**Try it**
Nothing in the records below may change; print them all exactly.

# # # # #

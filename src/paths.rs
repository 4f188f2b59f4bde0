// Path resolution helpers shared by the lockfile and the config watcher

use std::io;
use std::path::{Path, PathBuf};

/// Make a path absolute against the current working directory without
/// touching the filesystem. Symlinks are not resolved.
pub fn absolute(path: &Path) -> io::Result<PathBuf> {
    if path.is_absolute() {
        Ok(path.to_path_buf())
    } else {
        Ok(std::env::current_dir()?.join(path))
    }
}

/// Resolve a path to an absolute, symlink-free form.
///
/// Unlike `fs::canonicalize`, the final component is allowed to not exist
/// yet: the parent directory is canonicalized and the missing file name is
/// appended. This is what the lockfile needs on first start.
pub fn abspath(path: &Path) -> io::Result<PathBuf> {
    match std::fs::canonicalize(path) {
        Ok(resolved) => Ok(resolved),
        Err(err) if err.kind() == io::ErrorKind::NotFound => {
            let name = path
                .file_name()
                .ok_or_else(|| io::Error::new(io::ErrorKind::NotFound, "path has no file name"))?;
            let parent = match path.parent() {
                Some(p) if !p.as_os_str().is_empty() => p,
                _ => Path::new("."),
            };
            Ok(abspath(parent)?.join(name))
        }
        Err(err) => Err(err),
    }
}
//! Cluster score : a weighted sum of standard deviations and penalty
//! counts over the node list. Pure function `Cluster -> f64`.

use hbal_core::ClusterData;

/// Population standard deviation of `xs` (sample size in the denominator, /// matching the reference tool's `stddev`).
fn sigma(xs: &[f64]) -> f64 {
    let n = xs.len();
    if n == 0 {
        return 0.0;
    }
    let mean = xs.iter().sum::<f64>() / n as f64;
    let var = xs.iter().map(|x| (x - mean).powi(2)).sum::<f64>() / n as f64;
    var.sqrt()
}

/// The cluster score. Lower is better; a balanced, N+1-safe cluster
/// with no offline instances scores close to zero.
pub fn compute_score(cluster: &ClusterData) -> f64 {
    let nodes = cluster.scoring_nodes();

    let free_mem_ratio: Vec<f64> = nodes
.iter()
.map(|n| if n.t_mem == 0 { 0.0 } else { n.f_mem as f64 / n.t_mem as f64 })
.collect();
    let reserved_mem_ratio: Vec<f64> = nodes
.iter()
.map(|n| if n.t_mem == 0 { 0.0 } else { n.r_mem as f64 / n.t_mem as f64 })
.collect();
    let free_disk_ratio: Vec<f64> = nodes
.iter()
.map(|n| if n.t_dsk == 0 { 0.0 } else { n.f_dsk as f64 / n.t_dsk as f64 })
.collect();
    let vcpu_ratio: Vec<f64> = nodes
.iter()
.map(|n| if n.t_cpu == 0 { 0.0 } else { n.p_cpu as f64 / n.t_cpu as f64 })
.collect();
    let spindle_ratio: Vec<f64> = nodes
.iter()
.map(|n| if n.t_spindles == 0 { 0.0 } else { n.p_spindles as f64 / n.t_spindles as f64 })
.collect();
    let cpu_load: Vec<f64> = nodes.iter().map(|n| n.u_load.cpu).collect();
    let mem_load: Vec<f64> = nodes.iter().map(|n| n.u_load.mem).collect();
    let disk_load: Vec<f64> = nodes.iter().map(|n| n.u_load.disk).collect();
    let net_load: Vec<f64> = nodes.iter().map(|n| n.u_load.net).collect();

    let n1_failures = nodes.iter().filter(|n| n.fail_n1).count() as f64;

    let offline_node_idx: std::collections::BTreeSet<i64> = cluster
.nodes
.elems()
.filter(|n| n.offline)
.map(|n| n.idx)
.collect();

    let offline_instance_count = cluster
.instances
.elems()
.filter(|i| {
            i.primary.is_some_and(|p| offline_node_idx.contains(&p))
                || i.secondary.is_some_and(|s| offline_node_idx.contains(&s))
        })
.count() as f64;

    let offline_primary_count = cluster
.instances
.elems()
.filter(|i| i.primary.is_some_and(|p| offline_node_idx.contains(&p)))
.count() as f64;

    sigma(&free_mem_ratio)
        + sigma(&reserved_mem_ratio)
        + sigma(&free_disk_ratio)
        + n1_failures
        + offline_instance_count
        + offline_primary_count
        + sigma(&vcpu_ratio)
        + sigma(&spindle_ratio)
        + sigma(&cpu_load)
        + sigma(&mem_load)
        + sigma(&disk_load)
        + sigma(&net_load)
}

#[cfg(test)]
mod tests {
    use super::*;
    use hbal_core::container::Container;
    use hbal_core::units::{DiskTemplate, DynUtil, IPolicy, ISpec, RSpec};
    use hbal_core::{ClusterData, Instance, Node};
    use std::collections::BTreeSet;

    fn policy() -> IPolicy {
        let spec = ISpec::new(RSpec::new(1, 128, 1024), 1, 1, 1);
        let max = ISpec::new(RSpec::new(8, 16384, 102400), 4, 4, 8);
        IPolicy::new(spec, spec, max, vec![DiskTemplate::Drbd], 4.0, 1.0).unwrap()
    }

    fn balanced_cluster() -> ClusterData {
        let mut nodes = Container::empty();
        let mut n0 = Node::create(
            "n0".into(), 32762, 1024, 7280, 1861, 1026, 4, false, 0, 8, BTreeSet::new(), 8,
        );
        let mut n1 = Node::create(
            "n1".into(), 32762, 1024, 7280, 1861, 1026, 4, false, 0, 8, BTreeSet::new(), 8,
        );
        n0.idx = 0;
        n1.idx = 1;

        let mut instances = Container::empty();
        let mut i0 = Instance::create(
            "i0".into(), 1024, 100, 1, 1, Some(0), Some(1), DiskTemplate::Drbd,
            hbal_core::instance::RunStatus::Running, true, BTreeSet::new(), DynUtil::zero(),
        );
        i0.idx = 0;
        let mut i1 = Instance::create(
            "i1".into(), 1024, 100, 1, 1, Some(1), Some(0), DiskTemplate::Drbd,
            hbal_core::instance::RunStatus::Running, true, BTreeSet::new(), DynUtil::zero(),
        );
        i1.idx = 1;

        let n0 = n0.set_pri(&i0).unwrap();
        let n0 = n0.set_sec(&i1, 1).unwrap();
        let n1 = n1.set_pri(&i1).unwrap();
        let n1 = n1.set_sec(&i0, 0).unwrap();

        nodes.add(n0);
        nodes.add(n1);
        instances.add(i0);
        instances.add(i1);

        ClusterData::new(Container::empty(), nodes, instances, vec![], policy())
    }

    #[test]
    fn symmetric_cluster_scores_near_zero() {
        let cluster = balanced_cluster();
        let s = compute_score(&cluster);
        assert!(s < 1e-9, "expected ~0, got {s}");
    }

    #[test]
    fn offline_node_penalizes_score() {
        let cluster = balanced_cluster();
        let offline_cluster = {
            let mut c = cluster.clone();
            c.nodes.update(0, |n| n.set_offline(true));
            c
        };
        assert!(compute_score(&offline_cluster) > compute_score(&cluster));
    }
}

# # # # #

**Reply to the task**
filename src/paths.rs
repository 4f188f2b59f4bde0
// Path resolution helpers shared by the lockfile and the config watcher

use std::io;
use std::path::{Path, PathBuf};

/// Make a path absolute against the current working directory without
/// touching the filesystem. Symlinks are not resolved.
pub fn absolute(path: &Path) -> io::Result<PathBuf> {
    if path.is_absolute() {
        Ok(path.to_path_buf())
    } else {
        Ok(std::env::current_dir()?.join(path))
    }
}

/// Resolve a path to an absolute, symlink-free form.
///
/// Unlike `fs::canonicalize`, the final component is allowed to not exist
/// yet: the parent directory is canonicalized and the missing file name is
/// appended. This is what the lockfile needs on first start.
pub fn abspath(path: &Path) -> io::Result<PathBuf> {
    match std::fs::canonicalize(path) {
        Ok(resolved) => Ok(resolved),
        Err(err) if err.kind() == io::ErrorKind::NotFound => {
            let name = path
                .file_name()
                .ok_or_else(|| io::Error::new(io::ErrorKind::NotFound, "path has no file name"))?;
            let parent = match path.parent() {
                Some(p) if !p.as_os_str().is_empty() => p,
                _ => Path::new("."),
            };
            Ok(abspath(parent)?.join(name))
        }
        Err(err) => Err(err),
    }
}
//! Cluster score : a weighted sum of standard deviations and penalty
//! counts over the node list. Pure function `Cluster -> f64`.

use hbal_core::ClusterData;

/// Population standard deviation of `xs` (sample size in the denominator, /// matching the reference tool's `stddev`).
fn sigma(xs: &[f64]) -> f64 {
    let n = xs.len();
    if n == 0 {
        return 0.0;
    }
    let mean = xs.iter().sum::<f64>() / n as f64;
    let var = xs.iter().map(|x| (x - mean).powi(2)).sum::<f64>() / n as f64;
    var.sqrt()
}

/// The cluster score. Lower is better; a balanced, N+1-safe cluster
/// with no offline instances scores close to zero.
pub fn compute_score(cluster: &ClusterData) -> f64 {
    let nodes = cluster.scoring_nodes();

    let free_mem_ratio: Vec<f64> = nodes
.iter()
.map(|n| if n.t_mem == 0 { 0.0 } else { n.f_mem as f64 / n.t_mem as f64 })
.collect();
    let reserved_mem_ratio: Vec<f64> = nodes
.iter()
.map(|n| if n.t_mem == 0 { 0.0 } else { n.r_mem as f64 / n.t_mem as f64 })
.collect();
    let free_disk_ratio: Vec<f64> = nodes
.iter()
.map(|n| if n.t_dsk == 0 { 0.0 } else { n.f_dsk as f64 / n.t_dsk as f64 })
.collect();
    let vcpu_ratio: Vec<f64> = nodes
.iter()
.map(|n| if n.t_cpu == 0 { 0.0 } else { n.p_cpu as f64 / n.t_cpu as f64 })
.collect();
    let spindle_ratio: Vec<f64> = nodes
.iter()
.map(|n| if n.t_spindles == 0 { 0.0 } else { n.p_spindles as f64 / n.t_spindles as f64 })
.collect();
    let cpu_load: Vec<f64> = nodes.iter().map(|n| n.u_load.cpu).collect();
    let mem_load: Vec<f64> = nodes.iter().map(|n| n.u_load.mem).collect();
    let disk_load: Vec<f64> = nodes.iter().map(|n| n.u_load.disk).collect();
    let net_load: Vec<f64> = nodes.iter().map(|n| n.u_load.net).collect();

    let n1_failures = nodes.iter().filter(|n| n.fail_n1).count() as f64;

    let offline_node_idx: std::collections::BTreeSet<i64> = cluster
.nodes
.elems()
.filter(|n| n.offline)
.map(|n| n.idx)
.collect();

    let offline_instance_count = cluster
.instances
.elems()
.filter(|i| {
            i.primary.is_some_and(|p| offline_node_idx.contains(&p))
                || i.secondary.is_some_and(|s| offline_node_idx.contains(&s))
        })
.count() as f64;

    let offline_primary_count = cluster
.instances
.elems()
.filter(|i| i.primary.is_some_and(|p| offline_node_idx.contains(&p)))
.count() as f64;

    sigma(&free_mem_ratio)
        + sigma(&reserved_mem_ratio)
        + sigma(&free_disk_ratio)
        + n1_failures
        + offline_instance_count
        + offline_primary_count
        + sigma(&vcpu_ratio)
        + sigma(&spindle_ratio)
        + sigma(&cpu_load)
        + sigma(&mem_load)
        + sigma(&disk_load)
        + sigma(&net_load)
}

#[cfg(test)]
mod tests {
    use super::*;
    use hbal_core::container::Container;
    use hbal_core::units::{DiskTemplate, DynUtil, IPolicy, ISpec, RSpec};
    use hbal_core::{ClusterData, Instance, Node};
    use std::collections::BTreeSet;

    fn policy() -> IPolicy {
        let spec = ISpec::new(RSpec::new(1, 128, 1024), 1, 1, 1);
        let max = ISpec::new(RSpec::new(8, 16384, 102400), 4, 4, 8);
        IPolicy::new(spec, spec, max, vec![DiskTemplate::Drbd], 4.0, 1.0).unwrap()
    }

    fn balanced_cluster() -> ClusterData {
        let mut nodes = Container::empty();
        let mut n0 = Node::create(
            "n0".into(), 32762, 1024, 7280, 1861, 1026, 4, false, 0, 8, BTreeSet::new(), 8,
        );
        let mut n1 = Node::create(
            "n1".into(), 32762, 1024, 7280, 1861, 1026, 4, false, 0, 8, BTreeSet::new(), 8,
        );
        n0.idx = 0;
        n1.idx = 1;

        let mut instances = Container::empty();
        let mut i0 = Instance::create(
            "i0".into(), 1024, 100, 1, 1, Some(0), Some(1), DiskTemplate::Drbd,
            hbal_core::instance::RunStatus::Running, true, BTreeSet::new(), DynUtil::zero(),
        );
        i0.idx = 0;
        let mut i1 = Instance::create(
            "i1".into(), 1024, 100, 1, 1, Some(1), Some(0), DiskTemplate::Drbd,
            hbal_core::instance::RunStatus::Running, true, BTreeSet::new(), DynUtil::zero(),
        );
        i1.idx = 1;

        let n0 = n0.set_pri(&i0).unwrap();
        let n0 = n0.set_sec(&i1, 1).unwrap();
        let n1 = n1.set_pri(&i1).unwrap();
        let n1 = n1.set_sec(&i0, 0).unwrap();

        nodes.add(n0);
        nodes.add(n1);
        instances.add(i0);
        instances.add(i1);

        ClusterData::new(Container::empty(), nodes, instances, vec![], policy())
    }

    #[test]
    fn symmetric_cluster_scores_near_zero() {
        let cluster = balanced_cluster();
        let s = compute_score(&cluster);
        assert!(s < 1e-9, "expected ~0, got {s}");
    }

    #[test]
    fn offline_node_penalizes_score() {
        let cluster = balanced_cluster();
        let offline_cluster = {
            let mut c = cluster.clone();
            c.nodes.update(0, |n| n.set_offline(true));
            c
        };
        assert!(compute_score(&offline_cluster) > compute_score(&cluster));
    }
}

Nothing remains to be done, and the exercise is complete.